Source records:
________________________________________
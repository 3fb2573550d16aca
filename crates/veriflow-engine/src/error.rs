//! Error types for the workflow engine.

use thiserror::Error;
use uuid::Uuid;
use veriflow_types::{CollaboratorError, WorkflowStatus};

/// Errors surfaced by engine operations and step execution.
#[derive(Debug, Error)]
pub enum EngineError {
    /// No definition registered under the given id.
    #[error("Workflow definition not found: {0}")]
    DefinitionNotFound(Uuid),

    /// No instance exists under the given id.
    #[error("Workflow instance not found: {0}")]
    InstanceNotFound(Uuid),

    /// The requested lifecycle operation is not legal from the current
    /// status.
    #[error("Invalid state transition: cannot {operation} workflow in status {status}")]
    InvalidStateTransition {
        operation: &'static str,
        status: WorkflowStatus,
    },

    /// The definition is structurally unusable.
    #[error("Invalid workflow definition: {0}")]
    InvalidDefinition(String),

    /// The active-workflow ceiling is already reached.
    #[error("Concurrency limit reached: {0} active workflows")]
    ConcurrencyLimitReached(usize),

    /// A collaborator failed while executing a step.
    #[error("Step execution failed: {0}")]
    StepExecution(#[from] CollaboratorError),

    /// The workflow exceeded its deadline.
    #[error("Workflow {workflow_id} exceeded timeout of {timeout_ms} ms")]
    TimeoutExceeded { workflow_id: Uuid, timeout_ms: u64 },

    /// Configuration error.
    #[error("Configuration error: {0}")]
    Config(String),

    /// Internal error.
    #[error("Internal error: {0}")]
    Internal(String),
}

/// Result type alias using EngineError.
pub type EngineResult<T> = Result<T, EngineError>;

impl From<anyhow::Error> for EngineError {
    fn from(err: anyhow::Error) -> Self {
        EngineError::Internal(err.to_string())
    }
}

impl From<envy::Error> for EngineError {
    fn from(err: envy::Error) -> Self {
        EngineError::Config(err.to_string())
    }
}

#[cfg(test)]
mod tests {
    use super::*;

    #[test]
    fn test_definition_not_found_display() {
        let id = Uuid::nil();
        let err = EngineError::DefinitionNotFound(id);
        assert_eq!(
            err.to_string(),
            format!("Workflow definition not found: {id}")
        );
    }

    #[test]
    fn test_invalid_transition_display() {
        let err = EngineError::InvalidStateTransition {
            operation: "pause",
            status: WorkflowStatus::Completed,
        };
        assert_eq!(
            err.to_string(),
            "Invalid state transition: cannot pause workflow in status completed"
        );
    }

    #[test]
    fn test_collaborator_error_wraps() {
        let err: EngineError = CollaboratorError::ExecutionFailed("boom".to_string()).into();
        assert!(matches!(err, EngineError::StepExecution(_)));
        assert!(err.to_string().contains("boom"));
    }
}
________________________________________
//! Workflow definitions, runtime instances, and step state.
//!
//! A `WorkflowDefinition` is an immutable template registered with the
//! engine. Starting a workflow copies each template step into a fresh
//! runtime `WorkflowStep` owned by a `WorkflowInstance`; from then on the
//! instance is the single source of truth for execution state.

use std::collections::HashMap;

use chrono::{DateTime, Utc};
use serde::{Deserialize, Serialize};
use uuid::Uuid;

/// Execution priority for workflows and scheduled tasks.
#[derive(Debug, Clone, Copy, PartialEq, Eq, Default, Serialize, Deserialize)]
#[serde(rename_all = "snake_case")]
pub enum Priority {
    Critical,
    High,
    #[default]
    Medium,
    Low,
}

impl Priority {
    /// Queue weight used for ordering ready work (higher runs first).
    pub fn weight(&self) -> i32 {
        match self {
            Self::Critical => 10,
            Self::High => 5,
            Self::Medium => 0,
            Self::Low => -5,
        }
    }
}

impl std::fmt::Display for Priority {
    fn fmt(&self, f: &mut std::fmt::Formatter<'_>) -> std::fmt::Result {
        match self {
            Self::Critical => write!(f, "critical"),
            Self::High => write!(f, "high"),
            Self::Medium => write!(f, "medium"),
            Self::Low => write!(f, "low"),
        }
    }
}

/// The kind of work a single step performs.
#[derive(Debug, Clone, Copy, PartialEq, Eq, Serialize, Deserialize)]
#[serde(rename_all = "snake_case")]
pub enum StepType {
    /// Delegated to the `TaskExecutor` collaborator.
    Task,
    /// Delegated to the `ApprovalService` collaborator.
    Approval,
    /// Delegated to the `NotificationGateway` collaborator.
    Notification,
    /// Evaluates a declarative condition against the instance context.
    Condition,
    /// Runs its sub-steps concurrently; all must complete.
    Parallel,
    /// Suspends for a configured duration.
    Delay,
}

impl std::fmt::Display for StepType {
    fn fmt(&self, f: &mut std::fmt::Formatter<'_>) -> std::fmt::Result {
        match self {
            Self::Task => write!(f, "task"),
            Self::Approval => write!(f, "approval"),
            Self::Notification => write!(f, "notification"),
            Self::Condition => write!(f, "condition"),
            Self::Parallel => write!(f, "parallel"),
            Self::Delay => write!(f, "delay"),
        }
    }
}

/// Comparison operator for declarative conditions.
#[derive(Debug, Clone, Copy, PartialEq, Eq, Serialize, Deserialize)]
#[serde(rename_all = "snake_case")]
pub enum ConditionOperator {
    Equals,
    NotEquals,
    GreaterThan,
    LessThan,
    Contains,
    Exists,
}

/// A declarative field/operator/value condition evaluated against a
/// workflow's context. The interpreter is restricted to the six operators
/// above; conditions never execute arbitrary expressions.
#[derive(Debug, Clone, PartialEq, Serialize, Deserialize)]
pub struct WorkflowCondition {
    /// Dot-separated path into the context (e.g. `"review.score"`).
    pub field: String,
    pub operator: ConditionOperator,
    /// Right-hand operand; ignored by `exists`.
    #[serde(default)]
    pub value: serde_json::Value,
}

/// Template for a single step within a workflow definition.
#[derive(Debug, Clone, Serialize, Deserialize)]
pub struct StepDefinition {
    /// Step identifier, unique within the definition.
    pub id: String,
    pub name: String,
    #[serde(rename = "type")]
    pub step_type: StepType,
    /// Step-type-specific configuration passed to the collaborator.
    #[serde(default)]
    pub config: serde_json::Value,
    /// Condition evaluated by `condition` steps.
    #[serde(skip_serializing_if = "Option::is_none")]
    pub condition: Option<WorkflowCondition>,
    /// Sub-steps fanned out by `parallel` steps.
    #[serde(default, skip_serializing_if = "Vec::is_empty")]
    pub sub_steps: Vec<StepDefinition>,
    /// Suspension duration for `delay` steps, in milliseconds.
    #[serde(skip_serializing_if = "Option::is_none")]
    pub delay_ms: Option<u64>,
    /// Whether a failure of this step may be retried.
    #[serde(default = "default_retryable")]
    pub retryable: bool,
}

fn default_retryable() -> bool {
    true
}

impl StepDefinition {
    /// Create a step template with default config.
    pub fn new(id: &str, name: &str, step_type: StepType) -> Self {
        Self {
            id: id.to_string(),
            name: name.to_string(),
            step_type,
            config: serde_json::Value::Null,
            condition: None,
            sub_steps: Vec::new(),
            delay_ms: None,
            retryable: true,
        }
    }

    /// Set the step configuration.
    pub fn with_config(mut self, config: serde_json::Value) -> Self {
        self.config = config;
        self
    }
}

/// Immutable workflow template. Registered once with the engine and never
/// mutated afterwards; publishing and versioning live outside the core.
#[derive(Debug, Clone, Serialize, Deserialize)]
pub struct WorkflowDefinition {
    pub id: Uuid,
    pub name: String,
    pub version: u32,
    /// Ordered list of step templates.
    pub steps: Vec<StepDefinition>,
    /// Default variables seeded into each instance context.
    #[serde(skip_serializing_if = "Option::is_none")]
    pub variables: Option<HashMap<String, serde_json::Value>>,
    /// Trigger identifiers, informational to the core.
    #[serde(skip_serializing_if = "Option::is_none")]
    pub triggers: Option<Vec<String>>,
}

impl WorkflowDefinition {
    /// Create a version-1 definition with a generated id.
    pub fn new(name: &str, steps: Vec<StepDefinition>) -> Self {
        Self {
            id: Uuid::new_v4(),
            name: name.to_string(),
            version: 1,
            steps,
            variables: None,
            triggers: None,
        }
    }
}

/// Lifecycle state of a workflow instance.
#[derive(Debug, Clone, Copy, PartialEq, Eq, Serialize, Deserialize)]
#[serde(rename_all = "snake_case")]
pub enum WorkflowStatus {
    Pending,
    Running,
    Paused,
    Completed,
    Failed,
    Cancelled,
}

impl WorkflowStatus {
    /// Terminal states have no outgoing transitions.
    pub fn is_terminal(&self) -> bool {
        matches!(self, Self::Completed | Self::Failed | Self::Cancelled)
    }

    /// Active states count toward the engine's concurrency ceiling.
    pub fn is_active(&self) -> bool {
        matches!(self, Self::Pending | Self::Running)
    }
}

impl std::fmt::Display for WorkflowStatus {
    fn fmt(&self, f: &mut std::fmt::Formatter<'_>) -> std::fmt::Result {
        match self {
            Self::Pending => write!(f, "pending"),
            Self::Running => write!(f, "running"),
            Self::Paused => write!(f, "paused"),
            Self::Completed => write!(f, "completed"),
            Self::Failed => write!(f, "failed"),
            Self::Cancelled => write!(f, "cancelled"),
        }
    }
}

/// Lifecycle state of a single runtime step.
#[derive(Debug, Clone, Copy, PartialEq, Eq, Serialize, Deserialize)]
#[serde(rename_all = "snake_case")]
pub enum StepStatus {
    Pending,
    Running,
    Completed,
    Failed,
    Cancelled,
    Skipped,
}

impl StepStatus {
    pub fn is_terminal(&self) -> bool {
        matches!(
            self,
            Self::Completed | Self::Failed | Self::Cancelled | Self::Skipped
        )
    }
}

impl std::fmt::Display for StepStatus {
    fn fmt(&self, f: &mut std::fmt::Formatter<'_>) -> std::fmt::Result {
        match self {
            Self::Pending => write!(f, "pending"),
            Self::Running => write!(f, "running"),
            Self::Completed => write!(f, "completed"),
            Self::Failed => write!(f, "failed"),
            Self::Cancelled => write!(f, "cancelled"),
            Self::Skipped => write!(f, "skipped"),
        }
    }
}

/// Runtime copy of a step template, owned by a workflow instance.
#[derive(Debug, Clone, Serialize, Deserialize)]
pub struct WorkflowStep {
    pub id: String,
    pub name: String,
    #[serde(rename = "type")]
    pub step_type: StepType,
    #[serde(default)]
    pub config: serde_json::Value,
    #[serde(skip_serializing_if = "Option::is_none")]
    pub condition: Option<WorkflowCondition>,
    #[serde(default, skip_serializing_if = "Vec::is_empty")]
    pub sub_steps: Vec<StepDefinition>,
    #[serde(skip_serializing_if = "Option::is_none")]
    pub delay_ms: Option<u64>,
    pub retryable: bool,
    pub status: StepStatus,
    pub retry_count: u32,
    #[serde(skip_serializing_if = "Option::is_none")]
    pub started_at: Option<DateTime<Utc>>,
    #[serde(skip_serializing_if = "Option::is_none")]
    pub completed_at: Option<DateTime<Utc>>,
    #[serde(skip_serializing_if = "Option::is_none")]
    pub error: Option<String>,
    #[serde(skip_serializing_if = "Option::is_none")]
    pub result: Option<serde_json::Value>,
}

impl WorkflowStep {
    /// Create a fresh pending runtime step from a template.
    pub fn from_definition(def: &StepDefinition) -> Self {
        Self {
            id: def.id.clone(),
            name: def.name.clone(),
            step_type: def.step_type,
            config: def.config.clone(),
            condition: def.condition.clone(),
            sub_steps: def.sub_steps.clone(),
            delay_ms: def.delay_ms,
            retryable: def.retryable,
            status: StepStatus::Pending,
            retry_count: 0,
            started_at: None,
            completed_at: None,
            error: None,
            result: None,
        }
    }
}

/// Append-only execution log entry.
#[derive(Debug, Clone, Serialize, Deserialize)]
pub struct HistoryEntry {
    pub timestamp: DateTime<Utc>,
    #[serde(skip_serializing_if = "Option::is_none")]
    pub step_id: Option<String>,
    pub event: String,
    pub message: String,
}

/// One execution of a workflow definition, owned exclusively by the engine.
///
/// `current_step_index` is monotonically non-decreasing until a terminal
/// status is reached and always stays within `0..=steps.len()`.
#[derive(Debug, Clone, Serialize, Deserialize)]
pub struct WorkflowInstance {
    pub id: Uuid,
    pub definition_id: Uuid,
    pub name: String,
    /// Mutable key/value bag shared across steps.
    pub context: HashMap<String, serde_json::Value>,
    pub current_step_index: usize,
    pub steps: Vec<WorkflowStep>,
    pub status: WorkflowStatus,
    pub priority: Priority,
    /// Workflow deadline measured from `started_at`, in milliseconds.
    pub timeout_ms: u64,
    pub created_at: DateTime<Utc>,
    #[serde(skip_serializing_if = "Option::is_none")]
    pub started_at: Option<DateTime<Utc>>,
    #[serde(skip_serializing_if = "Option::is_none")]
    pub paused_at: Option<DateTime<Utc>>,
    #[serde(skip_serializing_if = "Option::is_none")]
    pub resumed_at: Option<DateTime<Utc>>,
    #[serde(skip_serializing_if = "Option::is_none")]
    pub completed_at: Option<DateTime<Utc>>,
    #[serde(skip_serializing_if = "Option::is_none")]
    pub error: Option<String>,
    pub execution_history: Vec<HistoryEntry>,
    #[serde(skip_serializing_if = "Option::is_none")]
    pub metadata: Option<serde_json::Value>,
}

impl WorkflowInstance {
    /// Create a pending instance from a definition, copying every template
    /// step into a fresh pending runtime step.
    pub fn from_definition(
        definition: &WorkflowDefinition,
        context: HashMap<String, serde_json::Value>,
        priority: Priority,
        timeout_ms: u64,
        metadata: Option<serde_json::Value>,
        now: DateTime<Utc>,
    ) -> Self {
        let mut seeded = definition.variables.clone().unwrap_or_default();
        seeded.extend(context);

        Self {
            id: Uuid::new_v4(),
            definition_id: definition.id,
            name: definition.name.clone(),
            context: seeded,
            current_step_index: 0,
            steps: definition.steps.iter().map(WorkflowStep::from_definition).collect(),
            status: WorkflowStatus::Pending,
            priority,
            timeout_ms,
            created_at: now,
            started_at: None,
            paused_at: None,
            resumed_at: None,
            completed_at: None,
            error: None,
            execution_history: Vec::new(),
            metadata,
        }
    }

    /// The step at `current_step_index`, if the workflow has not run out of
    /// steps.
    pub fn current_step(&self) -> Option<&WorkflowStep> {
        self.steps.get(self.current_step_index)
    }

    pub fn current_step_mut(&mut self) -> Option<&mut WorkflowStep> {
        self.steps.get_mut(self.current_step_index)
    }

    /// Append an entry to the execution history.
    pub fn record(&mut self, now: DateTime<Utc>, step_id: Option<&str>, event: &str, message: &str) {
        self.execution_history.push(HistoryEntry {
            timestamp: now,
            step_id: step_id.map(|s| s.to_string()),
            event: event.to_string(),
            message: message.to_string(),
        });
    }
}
________________________________________
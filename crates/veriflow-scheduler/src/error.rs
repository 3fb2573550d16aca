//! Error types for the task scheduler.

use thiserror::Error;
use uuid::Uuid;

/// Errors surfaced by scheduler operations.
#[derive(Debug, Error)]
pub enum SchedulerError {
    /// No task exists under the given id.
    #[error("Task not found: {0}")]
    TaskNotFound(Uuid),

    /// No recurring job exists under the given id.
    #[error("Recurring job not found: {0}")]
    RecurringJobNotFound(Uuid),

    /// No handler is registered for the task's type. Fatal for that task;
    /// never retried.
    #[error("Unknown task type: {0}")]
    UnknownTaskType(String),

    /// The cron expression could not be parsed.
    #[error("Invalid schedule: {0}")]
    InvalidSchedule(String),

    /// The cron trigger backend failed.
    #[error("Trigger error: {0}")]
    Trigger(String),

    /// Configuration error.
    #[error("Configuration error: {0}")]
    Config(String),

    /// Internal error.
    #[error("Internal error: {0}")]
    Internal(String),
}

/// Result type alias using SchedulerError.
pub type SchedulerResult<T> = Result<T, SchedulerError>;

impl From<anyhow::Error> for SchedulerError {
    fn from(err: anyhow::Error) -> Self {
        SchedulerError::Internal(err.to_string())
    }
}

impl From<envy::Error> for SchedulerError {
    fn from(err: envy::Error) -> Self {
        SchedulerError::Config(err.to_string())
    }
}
________________________________________
-- WHAT YOU SHOULD DO --
Only lines holding the string "under" are wanted; gather each one from the entries above.

-- RESPONSE FOR THIS EXERCISE --
    /// No definition registered under the given id.
    /// No instance exists under the given id.
    /// No task exists under the given id.
    /// No recurring job exists under the given id.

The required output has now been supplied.